» Directions for this task
Could you reproduce the lines below from the one with "sniff the text" through the one with "const NAIVE_DATETIME_FORMATS: [&str;"? Keep both ends and add nothing.

» Dataset records
//! Table-source loaders.
//!
//! Most callers should use [`load_from_path`] (from [`unified`]) which:
//!
//! - auto-detects format by file extension (or you can override via [`LoadOptions`])
//! - loads the file into an in-memory [`crate::types::DataSet`] under a declared schema
//!
//! Format-specific functions are also available under:
//! - [`csv`]
//! - [`json`]
//! - [`parquet`]
//!
//! Text cells are read the same way by every loader. [`DataType::Object`] fields sniff the text
//! (integer, then float, then `true`/`false`, otherwise string). Temporal fields accept:
//!
//! - dates as `%Y-%m-%d`
//! - timestamps as `%Y-%m-%d %H:%M:%S%.f` (or with a `T` separator), with an optional UTC
//!   offset (RFC 3339 style)
//! - durations as `[N days ]HH:MM:SS[.ffffff]`

pub mod csv;
pub mod json;
pub mod parquet;
pub mod unified;

pub use unified::{load_from_path, LoadOptions, SourceFormat};

use chrono::{DateTime, FixedOffset, NaiveDate, NaiveDateTime, TimeDelta};

use crate::error::{ExtractError, ExtractResult};
use crate::types::{DataType, Value};

const DATE_FORMAT: &str = "%Y-%m-%d";
const NAIVE_DATETIME_FORMATS: [&str; 2] = ["%Y-%m-%d %H:%M:%S%.f", "%Y-%m-%dT%H:%M:%S%.f"];
const ZONED_DATETIME_FORMATS: [&str; 2] = ["%Y-%m-%d %H:%M:%S%.f%:z", "%Y-%m-%dT%H:%M:%S%.f%:z"];

/// Parse a text cell under a declared type. Empty text is null.
pub(crate) fn parse_text(
    row: usize,
    column: &str,
    data_type: &DataType,
    raw: &str,
) -> ExtractResult<Value> {
    let trimmed = raw.trim();
    if trimmed.is_empty() {
        return Ok(Value::Null);
    }

    let parse_error = |message: String| ExtractError::ParseError {
        row,
        column: column.to_owned(),
        raw: raw.to_owned(),
        message,
    };

    match data_type {
        DataType::Utf8 | DataType::Categorical => Ok(Value::Utf8(trimmed.to_owned())),
        DataType::Bytes => Ok(Value::Bytes(raw.as_bytes().to_vec())),
        DataType::Object => Ok(sniff_text(trimmed)),
        DataType::Int64 => trimmed
            .parse::<i64>()
            .map(Value::Int64)
            .map_err(|e| parse_error(e.to_string())),
        DataType::Float64 => trimmed
            .parse::<f64>()
            .map(Value::Float64)
            .map_err(|e| parse_error(e.to_string())),
        DataType::Bool => parse_bool(trimmed).map(Value::Bool).map_err(parse_error),
        DataType::Date => parse_date(trimmed)
            .map(Value::Date)
            .ok_or_else(|| parse_error(format!("expected date ({DATE_FORMAT})"))),
        DataType::DateTime => parse_datetime(trimmed)
            .ok_or_else(|| parse_error("expected timestamp".to_string())),
        DataType::Duration => parse_duration(trimmed)
            .map(Value::Duration)
            .ok_or_else(|| parse_error("expected duration ([N days ]HH:MM:SS[.ffffff])".to_string())),
    }
}

/// Best-effort value for untyped text: integer, float, boolean, else string.
pub(crate) fn sniff_text(s: &str) -> Value {
    if let Ok(v) = s.parse::<i64>() {
        return Value::Int64(v);
    }
    if let Ok(v) = s.parse::<f64>() {
        return Value::Float64(v);
    }
    if s.eq_ignore_ascii_case("true") {
        return Value::Bool(true);
    }
    if s.eq_ignore_ascii_case("false") {
        return Value::Bool(false);
    }
    Value::Utf8(s.to_owned())
}

fn parse_bool(s: &str) -> Result<bool, String> {
    match s.to_ascii_lowercase().as_str() {
        "true" | "t" | "1" | "yes" | "y" => Ok(true),
        "false" | "f" | "0" | "no" | "n" => Ok(false),
        _ => Err("expected bool (true/false/1/0/yes/no)".to_string()),
    }
}

pub(crate) fn parse_date(s: &str) -> Option<NaiveDate> {
    NaiveDate::parse_from_str(s, DATE_FORMAT).ok()
}

/// Naive timestamps become [`Value::DateTime`], ones with an offset [`Value::DateTimeTz`].
pub(crate) fn parse_datetime(s: &str) -> Option<Value> {
    if let Ok(dt) = DateTime::parse_from_rfc3339(s) {
        return Some(Value::DateTimeTz(dt));
    }
    for fmt in ZONED_DATETIME_FORMATS {
        if let Ok(dt) = DateTime::<FixedOffset>::parse_from_str(s, fmt) {
            return Some(Value::DateTimeTz(dt));
        }
    }
    NAIVE_DATETIME_FORMATS
        .iter()
        .find_map(|fmt| NaiveDateTime::parse_from_str(s, fmt).ok())
        .map(Value::DateTime)
}

/// Parse `[N days ]HH:MM:SS[.ffffff]`. The day count may be negative; the clock part may not.
pub(crate) fn parse_duration(s: &str) -> Option<TimeDelta> {
    let s = s.trim();
    let (days, clock) = match s.split_once(" day") {
        Some((d, rest)) => {
            let rest = rest.strip_prefix('s').unwrap_or(rest).trim_start();
            (d.trim().parse::<i64>().ok()?, rest)
        }
        None => (0, s),
    };
    let total = TimeDelta::try_days(days)?;
    if clock.is_empty() {
        return Some(total);
    }

    let mut parts = clock.splitn(3, ':');
    let hours = parse_clock_part(parts.next()?)?;
    let minutes = parse_clock_part(parts.next()?)?;
    let sec_part = parts.next()?;
    let (secs, frac) = sec_part.split_once('.').unwrap_or((sec_part, ""));
    let secs = parse_clock_part(secs)?;
    if minutes >= 60 || secs >= 60 {
        return None;
    }
    let micros = parse_fraction_micros(frac)?;
    let clock_secs = hours
        .checked_mul(3600)?
        .checked_add(minutes * 60)?
        .checked_add(secs)?;

    total
        .checked_add(&TimeDelta::try_seconds(clock_secs)?)?
        .checked_add(&TimeDelta::microseconds(micros))
}

fn parse_clock_part(s: &str) -> Option<i64> {
    if s.is_empty() || !s.bytes().all(|b| b.is_ascii_digit()) {
        return None;
    }
    s.parse().ok()
}

fn parse_fraction_micros(frac: &str) -> Option<i64> {
    if frac.is_empty() {
        return Some(0);
    }
    if frac.len() > 6 || !frac.bytes().all(|b| b.is_ascii_digit()) {
        return None;
    }
    let digits: i64 = frac.parse().ok()?;
    Some(digits * 10_i64.pow(6 - frac.len() as u32))
}

/// Days since 1970-01-01, as stored by Parquet `DATE` columns.
pub(crate) fn date_from_epoch_days(days: i32) -> Option<NaiveDate> {
    NaiveDate::from_ymd_opt(1970, 1, 1)?.checked_add_signed(TimeDelta::try_days(i64::from(days))?)
}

» Exercise response
//! Text cells are read the same way by every loader. [`DataType::Object`] fields sniff the text
//! (integer, then float, then `true`/`false`, otherwise string). Temporal fields accept:
//!
//! - dates as `%Y-%m-%d`
//! - timestamps as `%Y-%m-%d %H:%M:%S%.f` (or with a `T` separator), with an optional UTC
//!   offset (RFC 3339 style)
//! - durations as `[N days ]HH:MM:SS[.ffffff]`

pub mod csv;
pub mod json;
pub mod parquet;
pub mod unified;

pub use unified::{load_from_path, LoadOptions, SourceFormat};

use chrono::{DateTime, FixedOffset, NaiveDate, NaiveDateTime, TimeDelta};

use crate::error::{ExtractError, ExtractResult};
use crate::types::{DataType, Value};

const DATE_FORMAT: &str = "%Y-%m-%d";
const NAIVE_DATETIME_FORMATS: [&str; 2] = ["%Y-%m-%d %H:%M:%S%.f", "%Y-%m-%dT%H:%M:%S%.f"];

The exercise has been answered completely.